Quanto à possibilidade de realmente existirem criminosos no seio da Polícia Nacional, João Santos defende que essa é uma possibilidade real no sentido que “nós sabemos que as grandes organizações criminosas existem, também no nosso país e dessas questões não falamos”.
Para Emanuel Estaline Moreno, a morte de Hamilton Morais é um caso “triste”, mas que, no entanto, não mancha a cooperação policial.
Entretanto, informou que vão aguardar, com “serenidade”, que se conclua o processo, que já está sob a alçada do poder judicial.
“Isto de qualquer maneira é uma situação grave, mas não colocará em causa o nosso desempenho, porque a polícia nacional terá de estar sempre disponível e de prontidão para fazer face a qualquer situação a nível nacional”, assegurou.
Mas, segundo várias fontes, já há algum tempo que, no seio da Polícia Nacional circulava “em surdina que tinha sido um agente da própria Polícia Nacional a fazer o disparo”.
Uma versão com que João Santos concorda. “O estranho disto é que já se sabia internamente que o disparo tinha partido de um colega”, aponta acrescentando que “o que é criticável e absolutamente condenável é que a polícia optou por apresentar um alegado autor do disparo, porque já circulava dentro da instituição quem teria sido o autor do disparo”.
Prisão Preventiva
O Tribunal da Comarca da Praia decretou no passado dia 23 de Novembro prisão preventiva como medida de coacção ao agente da Polícia Nacional Eliseu Sousa suspeito de ter assassinado o colega Hamilton Morais, em Outubro último, no bairro de Tira Chapéu, na cidade da Praia.
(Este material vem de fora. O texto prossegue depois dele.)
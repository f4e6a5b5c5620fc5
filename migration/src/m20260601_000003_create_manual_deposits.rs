use sea_orm_migration::prelude::*;

use super::{
  m20260601_000001_create_users::Users, m20260601_000002_create_tiers::Tiers,
};

#[derive(DeriveMigrationName)]
pub struct Migration;

#[async_trait::async_trait]
impl MigrationTrait for Migration {
  async fn up(&self, manager: &SchemaManager) -> Result<(), DbErr> {
    manager
      .create_table(
        Table::create()
          .table(ManualDeposits::Table)
          .if_not_exists()
          .col(
            ColumnDef::new(ManualDeposits::Id)
              .big_integer()
              .not_null()
              .auto_increment()
              .primary_key(),
          )
          .col(
            ColumnDef::new(ManualDeposits::UserId).big_integer().not_null(),
          )
          .col(ColumnDef::new(ManualDeposits::TierId).integer().not_null())
          .col(
            ColumnDef::new(ManualDeposits::Amount).big_integer().not_null(),
          )
          .col(ColumnDef::new(ManualDeposits::Network).string().not_null())
          .col(
            ColumnDef::new(ManualDeposits::TxRef)
              .string()
              .not_null()
              .unique_key(),
          )
          .col(
            ColumnDef::new(ManualDeposits::Status)
              .string()
              .not_null()
              .default("pending"),
          )
          .col(ColumnDef::new(ManualDeposits::AdminNotes).string().null())
          .col(
            ColumnDef::new(ManualDeposits::ApprovedBy).big_integer().null(),
          )
          .col(ColumnDef::new(ManualDeposits::ApprovedAt).date_time().null())
          .col(
            ColumnDef::new(ManualDeposits::CreatedAt).date_time().not_null(),
          )
          .col(
            ColumnDef::new(ManualDeposits::UpdatedAt).date_time().not_null(),
          )
          .foreign_key(
            ForeignKey::create()
              .name("fk_manual_deposits_user")
              .from(ManualDeposits::Table, ManualDeposits::UserId)
              .to(Users::Table, Users::Id)
              .on_delete(ForeignKeyAction::Cascade),
          )
          .foreign_key(
            ForeignKey::create()
              .name("fk_manual_deposits_tier")
              .from(ManualDeposits::Table, ManualDeposits::TierId)
              .to(Tiers::Table, Tiers::Id),
          )
          .to_owned(),
      )
      .await?;

    manager
      .create_index(
        Index::create()
          .name("idx_manual_deposits_user")
          .table(ManualDeposits::Table)
          .col(ManualDeposits::UserId)
          .to_owned(),
      )
      .await?;

    manager
      .create_index(
        Index::create()
          .name("idx_manual_deposits_status")
          .table(ManualDeposits::Table)
          .col(ManualDeposits::Status)
          .to_owned(),
      )
      .await
  }

  async fn down(&self, manager: &SchemaManager) -> Result<(), DbErr> {
    manager
      .drop_table(Table::drop().table(ManualDeposits::Table).to_owned())
      .await
  }
}

#[derive(DeriveIden)]
pub enum ManualDeposits {
  Table,
  Id,
  UserId,
  TierId,
  Amount,
  Network,
  TxRef,
  Status,
  AdminNotes,
  ApprovedBy,
  ApprovedAt,
  CreatedAt,
  UpdatedAt,
}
Segundo informações policiais, o agente em causa, de 37 anos, que foi detido em cumprimento de um mandato de detenção do Ministério Público no dia 22, foi ouvido no mesmo dia, pelo juiz que lhe decretou prisão preventiva.
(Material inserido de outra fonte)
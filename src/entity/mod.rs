pub mod announcement;
pub mod deposit;
pub mod revenue;
pub mod stats_cache;
pub mod tier;
pub mod user;
pub mod withdrawal;

pub use deposit::DepositStatus;
pub use revenue::{EntryStatus, EntryType};
pub use user::PaymentStatus;
pub use withdrawal::WithdrawalStatus;
use std::future::Future;

use sea_orm::DbErr;

use crate::prelude::*;

const MAX_ATTEMPTS: u32 = 3;
const BASE_DELAY: Duration = Duration::from_millis(100);

fn is_transient(err: &DbErr) -> bool {
  let message = err.to_string();
  message.contains("database is locked")
    || message.contains("database is busy")
}

/// Re-runs `op` on transient SQLite contention, with linear backoff,
/// before surfacing the storage error. Non-storage failures and
/// permanent storage errors pass through on the first attempt.
pub async fn with_backoff<T, F, Fut>(mut op: F) -> Result<T>
where
  F: FnMut() -> Fut,
  Fut: Future<Output = Result<T>>,
{
  let mut attempt = 1;
  loop {
    match op().await {
      Err(Error::Db(err)) if attempt < MAX_ATTEMPTS && is_transient(&err) => {
        warn!("storage contention (attempt {attempt}/{MAX_ATTEMPTS}): {err}");
        tokio::time::sleep(BASE_DELAY * attempt).await;
        attempt += 1;
      }
      result => return result,
    }
  }
}
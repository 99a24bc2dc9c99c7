//! Shared domain types.
//!
//! Kept lightweight and serializable so results can be consumed in-memory
//! or exported to JSON by downstream reporting collaborators.

pub mod types;

pub use types::*;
Contactada pelo Expresso das Ilhas, a Polícia Judiciária esclareceu que o agente da Polícia Nacional, detido pela suspeita da morte de Hamilton Morais, está acusado dos crimes de homicídio simples e disparo de arma de fogo.
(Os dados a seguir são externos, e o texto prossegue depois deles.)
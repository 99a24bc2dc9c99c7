//! Confidence scoring and uncertainty diagnostics.
//!
//! The final confidence is the candidate-weighted type confidence,
//! discounted by how spread-out the type-candidate distribution is
//! (normalized entropy, weighted by a configurable alpha) and by the
//! product of all fired modifier penalties, clamped to [0, 1].

use crate::config::EngineConfig;
use crate::domain::{AttributeSet, Flag, TypeCandidate, UncertaintyReport, VcDistribution};
use crate::math;

/// Shannon entropy of the candidate weights, plus its normalization by
/// `ln(n)`. A single candidate is fully certain, so both are 0.
pub fn type_entropy(candidates: &[TypeCandidate]) -> (f64, f64) {
    let weights: Vec<f64> = candidates.iter().map(|c| c.weight).collect();
    let entropy = math::entropy(&weights);
    let n = candidates.len().max(2);
    (entropy, entropy / (n as f64).ln())
}

/// Candidate-weighted average of per-rule confidences.
pub fn weighted_type_confidence(candidates: &[TypeCandidate]) -> f64 {
    candidates.iter().map(|c| c.weight * c.confidence).sum()
}

/// Weight gap between the two best candidates; 1.0 for a single candidate.
pub fn top1_margin(candidates: &[TypeCandidate]) -> f64 {
    match candidates {
        [first, second, ..] => first.weight - second.weight,
        _ => 1.0,
    }
}

pub fn final_confidence(
    cfg: &EngineConfig,
    type_confidence: f64,
    normalized_entropy: f64,
    modifier_penalty: f64,
) -> f64 {
    let raw = type_confidence * (1.0 - cfg.tuning.entropy_alpha * normalized_entropy)
        * modifier_penalty;
    raw.clamp(0.0, 1.0)
}

/// Core attributes the rubric cares about that this input lacked.
pub fn missing_attributes(attrs: &AttributeSet) -> Vec<String> {
    let mut missing = Vec::new();
    if attrs.material.is_none() {
        missing.push("material".to_string());
    }
    if attrs.system.is_none() {
        missing.push("system".to_string());
    }
    if attrs.height_bin.is_none() {
        missing.push("height".to_string());
    }
    if attrs.ductility_token.is_none() {
        missing.push("ductility".to_string());
    }
    missing
}

/// Diagnostic flags for the non-override path.
pub fn collect_flags(
    attrs: &AttributeSet,
    fallback_used: bool,
    unknown_substituted: bool,
    modifiers_fired: bool,
) -> Vec<Flag> {
    let mut flags = Vec::new();
    if fallback_used {
        flags.push(Flag::FallbackAssignment);
    }
    if unknown_substituted {
        flags.push(Flag::UnknownTypeSubstituted);
    }
    if attrs.ductility_token.is_none() {
        flags.push(Flag::ErdDefaulted);
    }
    if attrs.system.is_none() {
        flags.push(Flag::SystemMissing);
    }
    if attrs.height_bin.is_none() {
        flags.push(Flag::HeightMissing);
    }
    if modifiers_fired {
        flags.push(Flag::ModifierApplied);
    }
    flags
}

/// Assemble the full uncertainty block.
pub fn build_report(
    attrs: &AttributeSet,
    candidates: &[TypeCandidate],
    vc_base: &VcDistribution,
    vc_final: &VcDistribution,
    modifier_penalty: f64,
    flags: Vec<Flag>,
) -> UncertaintyReport {
    let (entropy, _) = type_entropy(candidates);
    UncertaintyReport {
        missing_attributes: missing_attributes(attrs),
        type_entropy: entropy,
        vc_entropy: vc_final.entropy(),
        vc_entropy_base: vc_base.entropy(),
        top1_margin: top1_margin(candidates),
        modifier_penalty,
        flags,
    }
}

#[cfg(test)]
mod tests {
    use super::*;

    fn candidate(label: &str, weight: f64, confidence: f64) -> TypeCandidate {
        TypeCandidate {
            label: label.to_string(),
            weight,
            confidence,
            rule_id: "TEST".to_string(),
            distributed: false,
        }
    }

    #[test]
    fn single_candidate_has_zero_entropy_and_full_margin() {
        let cands = vec![candidate("RC1-L", 1.0, 0.9)];
        let (h, h_norm) = type_entropy(&cands);
        assert_eq!(h, 0.0);
        assert_eq!(h_norm, 0.0);
        assert_eq!(top1_margin(&cands), 1.0);
    }

    #[test]
    fn two_even_candidates_have_maximal_normalized_entropy() {
        let cands = vec![candidate("M5", 0.5, 0.8), candidate("M6", 0.5, 0.8)];
        let (_, h_norm) = type_entropy(&cands);
        assert!((h_norm - 1.0).abs() < 1e-12);
        assert!(top1_margin(&cands).abs() < 1e-12);
    }

    #[test]
    fn weighted_confidence_mixes_by_weight() {
        let cands = vec![candidate("M5", 0.6, 0.8), candidate("M6", 0.4, 0.5)];
        let conf = weighted_type_confidence(&cands);
        assert!((conf - (0.6 * 0.8 + 0.4 * 0.5)).abs() < 1e-12);
    }

    #[test]
    fn final_confidence_clamps_to_unit_interval() {
        let cfg = EngineConfig::builtin();
        assert_eq!(final_confidence(&cfg, 2.0, 0.0, 1.0), 1.0);
        assert_eq!(final_confidence(&cfg, -0.5, 0.0, 1.0), 0.0);
        let c = final_confidence(&cfg, 0.8, 0.5, 0.9);
        assert!((c - 0.8 * (1.0 - 0.25 * 0.5) * 0.9).abs() < 1e-12);
    }

    #[test]
    fn missing_attributes_track_absent_fields() {
        let attrs = AttributeSet::default();
        assert_eq!(
            missing_attributes(&attrs),
            vec!["material", "system", "height", "ductility"]
        );
        let flags = collect_flags(&attrs, true, false, false);
        assert!(flags.contains(&Flag::ErdDefaulted));
        assert!(flags.contains(&Flag::SystemMissing));
        assert!(flags.contains(&Flag::HeightMissing));
        assert!(flags.contains(&Flag::FallbackAssignment));
        assert!(!flags.contains(&Flag::ModifierApplied));
    }
}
Recorde-se que por volta das 00:15 do dia 29 de Outubro, uma terça-feira, o Serviço de Piquete foi chamado, através do Centro de Comando, para intervir junto de dois indivíduos que se encontravam armados e em situação muito suspeita na zona de Tira Chapéu, na Praia.
“No local, ao aperceberem-se da presença policial, os suspeitos puseram-se em fuga e, imediatamente, foram perseguidos, resultando dali disparo de armas de fogo, que terá atingido o agente de primeira classe Hamilton Morais, que foi socorrido imediatamente pelos colegas e transportado para o Hospital Agostinho Neto, onde viria a falecer, momentos depois, referiu na altura a PN em comunicado.
Texto originalmente publicado na edição impressa do Expresso das Ilhas nº 939 de 27 de Novembro de 2019.